C-2 As shown in Table 4, according to the present invention, the minimum concentration is low;
It can be seen that images with high maximum density and excellent neutrality are formed.

Claims (8)

[Claims] (1) At least one silver halide emulsion layer in which all emulsion layers have the same color sensitivity and at least one cyan coupler, magenta coupler, and yellow coupler are placed in the same emulsion layer or in another layer having the same color sensitivity.

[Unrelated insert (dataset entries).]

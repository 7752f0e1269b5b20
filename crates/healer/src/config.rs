//! Run configuration.
//!
//! Settings come from the process environment, the way the function is
//! deployed. The three target settings are optional at load time and
//! validated at the start of every run, so a missing value turns into a
//! client-error result instead of a startup failure.

use std::time::Duration;

use thiserror::Error;

/// Target instance identifier.
pub const ENV_INSTANCE_ID: &str = "INSTANCE_ID";
/// SNS topic for alerts.
pub const ENV_SNS_TOPIC_ARN: &str = "SNS_TOPIC_ARN";
/// Application URL to check after recovery.
pub const ENV_APP_URL: &str = "APP_URL";

const ENV_AWS_REGION: &str = "AWS_REGION";
const ENV_AWS_ENDPOINT_URL: &str = "AWS_ENDPOINT_URL";
const ENV_SLACK_WEBHOOK_URL: &str = "SLACK_WEBHOOK_URL";
const ENV_NOTIFY_DISABLED: &str = "NOTIFY_DISABLED";
const ENV_POLL_ATTEMPTS: &str = "HEALER_POLL_ATTEMPTS";
const ENV_POLL_INTERVAL_SECS: &str = "HEALER_POLL_INTERVAL_SECS";
const ENV_SETTLE_DELAY_SECS: &str = "HEALER_SETTLE_DELAY_SECS";
const ENV_APP_TIMEOUT_SECS: &str = "HEALER_APP_TIMEOUT_SECS";
const ENV_SUBJECT_PREFIX: &str = "HEALER_SUBJECT_PREFIX";

const DEFAULT_REGION: &str = "us-east-1";
const DEFAULT_SUBJECT_PREFIX: &str = "ITSM EC2";

/// Configuration errors.
#[derive(Debug, Error, PartialEq, Eq)]
pub enum ConfigError {
    /// Required settings are absent or empty.
    #[error("Missing environment variables: {}", .0.join(", "))]
    Missing(Vec<&'static str>),

    /// A setting is present but unusable.
    #[error("Invalid value for {key}: {value:?} ({reason})")]
    Invalid {
        key: &'static str,
        value: String,
        reason: String,
    },
}

/// Waits and limits for one remediation run.
#[derive(Debug, Clone, Copy, PartialEq, Eq)]
pub struct Timings {
    /// Recovery poll attempts (R)
    pub poll_attempts: u32,
    /// Delay before each recovery poll (D)
    pub poll_interval: Duration,
    /// Wait between confirmed recovery and the application check (W)
    pub settle_delay: Duration,
    /// Per-request timeout of the application check
    pub app_timeout: Duration,
}

impl Default for Timings {
    fn default() -> Self {
        Self {
            poll_attempts: 12,
            poll_interval: Duration::from_secs(5),
            settle_delay: Duration::from_secs(30),
            app_timeout: Duration::from_secs(10),
        }
    }
}

impl Timings {
    /// Longest time the recovery poll can take (R x D).
    #[must_use]
    pub fn max_recovery_wait(&self) -> Duration {
        self.poll_interval * self.poll_attempts
    }
}

/// The three settings every run needs, as loaded.
#[derive(Debug, Clone, Default, PartialEq, Eq)]
pub struct TargetConfig {
    pub instance_id: Option<String>,
    pub topic_arn: Option<String>,
    pub app_url: Option<String>,
}

/// Validated run target.
#[derive(Debug, Clone, PartialEq, Eq)]
pub struct RunTarget {
    pub instance_id: String,
    pub topic_arn: String,
    pub app_url: String,
}

impl TargetConfig {
    /// Validate that every required setting is present.
    ///
    /// The error lists all missing keys, not just the first.
    pub fn resolve(&self) -> Result<RunTarget, ConfigError> {
        let mut missing = Vec::new();
        if self.instance_id.is_none() {
            missing.push(ENV_INSTANCE_ID);
        }
        if self.topic_arn.is_none() {
            missing.push(ENV_SNS_TOPIC_ARN);
        }
        if self.app_url.is_none() {
            missing.push(ENV_APP_URL);
        }

        match (&self.instance_id, &self.topic_arn, &self.app_url) {
            (Some(instance_id), Some(topic_arn), Some(app_url)) => Ok(RunTarget {
                instance_id: instance_id.clone(),
                topic_arn: topic_arn.clone(),
                app_url: app_url.clone(),
            }),
            _ => Err(ConfigError::Missing(missing)),
        }
    }
}

/// Full healer configuration.
#[derive(Debug, Clone, PartialEq, Eq)]
pub struct HealerConfig {
    /// Run target (validated per run)
    pub target: TargetConfig,
    /// Poll and settle timings
    pub timings: Timings,
    /// Prefix of every alert subject
    pub subject_prefix: String,
    /// AWS region
    pub region: String,
    /// AWS endpoint override
    pub endpoint_url: Option<String>,
    /// Optional Slack webhook for a second alert channel
    pub slack_webhook_url: Option<String>,
    /// Suppress all alert delivery
    pub notify_disabled: bool,
}

impl Default for HealerConfig {
    fn default() -> Self {
        Self {
            target: TargetConfig::default(),
            timings: Timings::default(),
            subject_prefix: DEFAULT_SUBJECT_PREFIX.to_string(),
            region: DEFAULT_REGION.to_string(),
            endpoint_url: None,
            slack_webhook_url: None,
            notify_disabled: false,
        }
    }
}

impl HealerConfig {
    /// Load from the process environment.
    pub fn from_env() -> Result<Self, ConfigError> {
        Self::from_lookup(|key| std::env::var(key).ok())
    }

    /// Load from an arbitrary key lookup. Empty values count as unset.
    pub fn from_lookup<F>(lookup: F) -> Result<Self, ConfigError>
    where
        F: Fn(&str) -> Option<String>,
    {
        let get = |key: &str| {
            lookup(key)
                .map(|value| value.trim().to_string())
                .filter(|value| !value.is_empty())
        };

        let defaults = Timings::default();
        let poll_attempts = match get(ENV_POLL_ATTEMPTS) {
            Some(value) => parse_attempts(&value)?,
            None => defaults.poll_attempts,
        };

        let timings = Timings {
            poll_attempts,
            poll_interval: parse_secs(ENV_POLL_INTERVAL_SECS, get(ENV_POLL_INTERVAL_SECS))?
                .unwrap_or(defaults.poll_interval),
            settle_delay: parse_secs(ENV_SETTLE_DELAY_SECS, get(ENV_SETTLE_DELAY_SECS))?
                .unwrap_or(defaults.settle_delay),
            app_timeout: parse_secs(ENV_APP_TIMEOUT_SECS, get(ENV_APP_TIMEOUT_SECS))?
                .unwrap_or(defaults.app_timeout),
        };

        Ok(Self {
            target: TargetConfig {
                instance_id: get(ENV_INSTANCE_ID),
                topic_arn: get(ENV_SNS_TOPIC_ARN),
                app_url: get(ENV_APP_URL),
            },
            timings,
            subject_prefix: get(ENV_SUBJECT_PREFIX)
                .unwrap_or_else(|| DEFAULT_SUBJECT_PREFIX.to_string()),
            region: get(ENV_AWS_REGION).unwrap_or_else(|| DEFAULT_REGION.to_string()),
            endpoint_url: get(ENV_AWS_ENDPOINT_URL),
            slack_webhook_url: get(ENV_SLACK_WEBHOOK_URL),
            notify_disabled: get(ENV_NOTIFY_DISABLED)
                .is_some_and(|v| v.eq_ignore_ascii_case("true") || v == "1"),
        })
    }
}

fn parse_attempts(value: &str) -> Result<u32, ConfigError> {
    let invalid = |reason: &str| ConfigError::Invalid {
        key: ENV_POLL_ATTEMPTS,
        value: value.to_string(),
        reason: reason.to_string(),
    };

    match value.parse::<u32>() {
        Ok(0) => Err(invalid("must be at least 1")),
        Ok(attempts) => Ok(attempts),
        Err(e) => Err(invalid(&e.to_string())),
    }
}

fn parse_secs(key: &'static str, value: Option<String>) -> Result<Option<Duration>, ConfigError> {
    value
        .map(|value| {
            value
                .parse::<u64>()
                .map(Duration::from_secs)
                .map_err(|e| ConfigError::Invalid {
                    key,
                    value: value.clone(),
                    reason: e.to_string(),
                })
        })
        .transpose()
}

Formation of a black and white image characterized in that a silver halide photographic light-sensitive material contained in an emulsion layer is processed with a color developer containing an aromatic primary amine developer and then processed with a fixer having no bleaching ability. Method. (2) A photosensitive material in which the three color couplers are mixed and dispersed and added to a single emulsion layer is formed on a reflective support and processed with a developer containing an aromatic primary amine developer. After that, in the bleach-fixing process, sensitometry was performed to measure the red reflection density, green reflection density, and blue reflection density, and the compounding ratio of couplers was adjusted so that the gamma balance in the mid-density area was equal. 2. The black-and-white image according to claim 1, wherein the black-and-white image is composed of a group of couplers such that the apparent sensitivity difference expressed in logarithm at a density point of 0.2 among the three colors is within 0.02. How to form. (3) The cyan coupler and the magenta coupler are a cyan coupler represented by the following general formula [I] and/or a general formula [II], and a magenta coupler represented by the following general formula [III], respectively. Image forming method. General formula [I] ▲There are mathematical formulas, chemical formulas, tables, etc.▼ [In the formula, R_1 represents an alkyl group or an aryl group. R
_2 represents an alkyl group, a cycloalkyl group, an aryl group, or a heterocyclic group. R_3 represents a hydrogen atom, a halogen atom, an alkyl group, or an alkoxy group. Moreover, R_3 may form a ring together with R_1. Z_1 represents a hydrogen atom or an atom or group that can be separated by reaction with an oxidized product of an aromatic primary amine developer. ] General formula [II] ▲ There are mathematical formulas, chemical formulas, tables, etc. ▼ [In the formula, R_4 represents a palust group, and R_5 represents an alkyl group. Z_2 represents a hydrogen atom or an atom or group that can be separated by reaction with an oxidized product of an aromatic primary amine developer. ] General formula [III] ▲ Numerical formulas, chemical formulas, tables, etc.
Represents a heterocyclic group, substituted oxy group or amino group. ] (4) The aromatic primary amine developer has the following general formula [I
4. The image forming method according to claim 3, which is a compound represented by V]. General formula [IV] ▲ Numerical formulas, chemical formulas, tables, etc. . ] (5) The image forming method according to claim 1, wherein the silver halide emulsion is an internal latent image type direct positive emulsion. (6) The image forming method according to claim 4, wherein the silver halide emulsion layer and/or the adjacent layer contains 10 to 80 mg/m^2 of the following compound A. Compound A ▲There are mathematical formulas, chemical formulas, tables, etc.▼ (7) The image forming method according to claim 1, wherein the silver halide emulsion is a negative emulsion. (8) The image forming method according to claim 1, wherein a black and white negative image using a negative emulsion and a black and white positive image using a positive emulsion can be obtained with the same processing solution.